Today we have a very special issue for you. We’re covering a company called Band Royalty — a company at the intersection of music rights and NFTs.
You may recall seeing Band Royalty in some previous issues. They’ve been an occasional sponsor of ours over the past few weeks, and we decided to take a deeper look.
This issue is coupled with a bonus podcast we did with co-founders Noble Draklon and Barnaby Andersun.
We decided to cover this company because lots of people theorize about the future of music NFTs, but these guys are actually doing it.
This is an under-the-radar company with two founders who know their stuff.
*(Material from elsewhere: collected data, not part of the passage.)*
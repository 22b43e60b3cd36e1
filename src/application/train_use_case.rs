// ============================================================
// Layer 2 — TrainUseCase
// ============================================================
// Orchestrates a full training run:
//
//   Step 1: Load CIFAR-10 train + test splits  (Layer 4 - data)
//   Step 2: Wrap them as Burn datasets         (Layer 4 - data)
//   Step 3: Open the metrics CSV               (Layer 6 - infra)
//   Step 4: Run the training loop              (Layer 5 - ml)
//
// The config is written only together with a checkpoint, so a run
// without --save never touches an existing checkpoint directory's
// train_config.json.
//
// Reference: Burn Book §5 (Training)

use anyhow::{Context, Result};
use burn::optim::{decay::WeightDecayConfig, AdamConfig};
use serde::{Deserialize, Serialize};
use std::path::Path;

use crate::data::{augment::Augmentation, dataset::ImageDataset, loader::CifarBinaryLoader};
use crate::domain::traits::{ImageSource, Split};
use crate::infra::{checkpoint::CheckpointManager, metrics::MetricsLogger};
use crate::ml::model::ViTConfig;
use crate::ml::trainer::{run_training, TrainSummary};

// ─── Training Configuration ──────────────────────────────────────────────────
// All hyperparameters for a training run. Serialisable so it can be
// saved beside the checkpoint and reloaded by `eval`, or supplied
// up front with `train --config run.json`.
#[derive(Debug, Clone, Serialize, Deserialize)]
#[serde(default)]
pub struct TrainConfig {
    pub data_dir:       String,
    pub checkpoint_dir: String,
    pub batch_size:     usize,
    pub epochs:         usize,
    pub lr:             f64,
    pub min_lr:         f64,
    pub warmup_epochs:  usize,
    pub beta_1:         f64,
    pub beta_2:         f64,
    pub weight_decay:   f64,
    /// Square model input side; images are resized when it differs from 32
    pub image_size:     usize,
    pub patch_size:     usize,
    pub dim:            usize,
    pub depth:          usize,
    pub heads:          usize,
    pub dim_head:       usize,
    pub mlp_dim:        usize,
    pub dropout:        f64,
    pub emb_dropout:    f64,
    pub mean_pool:      bool,
    pub crop_padding:   usize,
    pub flip_prob:      f64,
    pub num_workers:    usize,
    pub seed:           u64,
    /// Log running loss every N batches (0 disables)
    pub log_interval:   usize,
    /// Continue from the checkpoint in `checkpoint_dir`
    pub resume:         bool,
    /// Write a checkpoint after every epoch
    pub save:           bool,
}

impl Default for TrainConfig {
    fn default() -> Self {
        Self {
            data_dir:       "data".to_string(),
            checkpoint_dir: "checkpoints".to_string(),
            batch_size:     512,
            epochs:         200,
            lr:             1e-3,
            min_lr:         1e-6,
            warmup_epochs:  0,
            beta_1:         0.9,
            beta_2:         0.99,
            weight_decay:   5e-5,
            image_size:     32,
            patch_size:     4,
            dim:            512,
            depth:          8,
            heads:          8,
            dim_head:       64,
            mlp_dim:        512,
            dropout:        0.1,
            emb_dropout:    0.1,
            mean_pool:      false,
            crop_padding:   4,
            flip_prob:      0.5,
            num_workers:    2,
            seed:           4525,
            log_interval:   20,
            resume:         false,
            save:           false,
        }
    }
}

impl TrainConfig {
    /// Read a full config from a JSON file; missing keys take defaults.
    pub fn from_file(path: impl AsRef<Path>) -> Result<Self> {
        let path = path.as_ref();
        let json = std::fs::read_to_string(path)
            .with_context(|| format!("Cannot read config file '{}'", path.display()))?;
        serde_json::from_str(&json)
            .with_context(|| format!("Invalid config file '{}'", path.display()))
    }

    /// Model architecture implied by this run.
    pub fn model_config(&self, num_classes: usize) -> ViTConfig {
        ViTConfig::new(
            [self.image_size, self.image_size],
            [self.patch_size, self.patch_size],
            num_classes,
            self.dim,
            self.depth,
            self.heads,
            self.mlp_dim,
        )
        .with_dim_head(self.dim_head)
        .with_dropout(self.dropout)
        .with_emb_dropout(self.emb_dropout)
        .with_mean_pool(self.mean_pool)
    }

    /// Adam with decoupled-from-schedule betas and L2 weight decay.
    pub fn optimizer_config(&self) -> AdamConfig {
        AdamConfig::new()
            .with_beta_1(self.beta_1 as f32)
            .with_beta_2(self.beta_2 as f32)
            .with_epsilon(1e-8)
            .with_weight_decay(Some(WeightDecayConfig::new(self.weight_decay as f32)))
    }

    pub fn augmentation(&self) -> Augmentation {
        Augmentation { crop_padding: self.crop_padding, flip_prob: self.flip_prob }
    }

    /// Names of the model-shape settings that differ from `other`.
    /// Empty when a record saved under one config loads into the other.
    pub fn architecture_diff(&self, other: &TrainConfig) -> Vec<String> {
        let fields = [
            ("image_size", self.image_size, other.image_size),
            ("patch_size", self.patch_size, other.patch_size),
            ("dim",        self.dim,        other.dim),
            ("depth",      self.depth,      other.depth),
            ("heads",      self.heads,      other.heads),
            ("dim_head",   self.dim_head,   other.dim_head),
            ("mlp_dim",    self.mlp_dim,    other.mlp_dim),
        ];
        let mut changed: Vec<String> = fields
            .iter()
            .filter(|(_, a, b)| a != b)
            .map(|(name, a, b)| format!("{name}: {b} -> {a}"))
            .collect();
        if self.mean_pool != other.mean_pool {
            changed.push(format!("mean_pool: {} -> {}", other.mean_pool, self.mean_pool));
        }
        changed
    }
}

// ─── TrainUseCase ─────────────────────────────────────────────────────────────
pub struct TrainUseCase {
    config: TrainConfig,
}

impl TrainUseCase {
    pub fn new(config: TrainConfig) -> Self {
        Self { config }
    }

    /// Execute the full training pipeline end to end
    pub fn execute(&self) -> Result<TrainSummary> {
        let cfg = &self.config;

        // Fail on a bad architecture before spending time on I/O
        let loader = CifarBinaryLoader::new(&cfg.data_dir);
        cfg.model_config(loader.num_classes()).validate()?;

        // ── Step 1 + 2: Load splits into datasets ────────────────────────────
        tracing::info!("Loading CIFAR-10 from '{}'", cfg.data_dir);
        let train_dataset = ImageDataset::new(loader.load_split(Split::Train)?);
        let test_dataset  = ImageDataset::new(loader.load_split(Split::Test)?);
        tracing::info!(
            "Dataset: {} train, {} test images",
            train_dataset.image_count(),
            test_dataset.image_count()
        );
        tracing::debug!(
            "Train images per class: {:?}",
            train_dataset.class_counts(loader.num_classes())
        );

        let ckpt_manager = CheckpointManager::new(&cfg.checkpoint_dir);

        // ── Step 3: Metrics CSV ───────────────────────────────────────────────
        let metrics = MetricsLogger::new(&cfg.checkpoint_dir)?;
        tracing::info!("Logging metrics to '{}'", metrics.csv_path().display());

        // ── Step 4: Training loop (Layer 5) ───────────────────────────────────
        run_training(
            cfg,
            train_dataset,
            test_dataset,
            loader.num_classes(),
            &ckpt_manager,
            Some(&metrics),
        )
    }
}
Editor’s Note: This issue is a sponsored deep-dive, meaning Alts has been paid to write an independent analysis of Band Royalty. Band Royalty has agreed to offer an unconstrained look at their business & operations. Band Royalty is a sponsor of Alts, but our research is neutral and unbiased. This should not be considered investment advice, but rather an independent analysis to help readers make their own investment decisions. All opinions expressed here are ours, and ours alone. We think you’ll find it informative and fair.
The problem with music rights today
We’ve written many times about the music industry — specifically how studio contracts are stacked against artists. For each dollar an artist takes in royalties, they receive between just 12 and 16 cents.
And this cautionary tale isn’t from the distant past.
Taylor Swift had to re-record two of her six original records, because she had a terrible contract that gave her zero ownership over her masters. Swift’s first record company, Big Machine Records, sold the rights to her music to Ithaca Holdings. After the sale, a man named Scooter Braun got $300 million. Swift got nothing.
Want another example?
In the 1990s, TLCs record, CrazySexyCool, sold 14 million units. After splitting artist royalties three ways, this amounted to $2.6 million per TLC member. Not bad.
But here’s the catch: All that money had to be repaid to the studios for promotions, flights, hotels, and music videos. The $2.6 million each member of TLC made was gone before they could see it. Because of the terms in their contract, the minute their album became a hit, TLC was already in debt.
See, studios are a bit like venture capitalists, but instead of giving money to the artist directly, they do nearly all of the heavy lifting; paying for almost all expenses except touring. In return, they get an overwhelming percentage of royalties from album and streaming (about 80%!)
Part of the problem is that studios structure contracts to offset the losses of the 9 out of 10 studio artists that don’t make a hit album. The good part for those artists is they don’t pay anything back because they have nothing to pay back. It’s like artistic bankruptcy.
When one artist or group makes it big, the studios pounce to make their money back. It’s a flawed system where successful artists can actually be punished for being successful.
But the good news is the industry is slowly changing.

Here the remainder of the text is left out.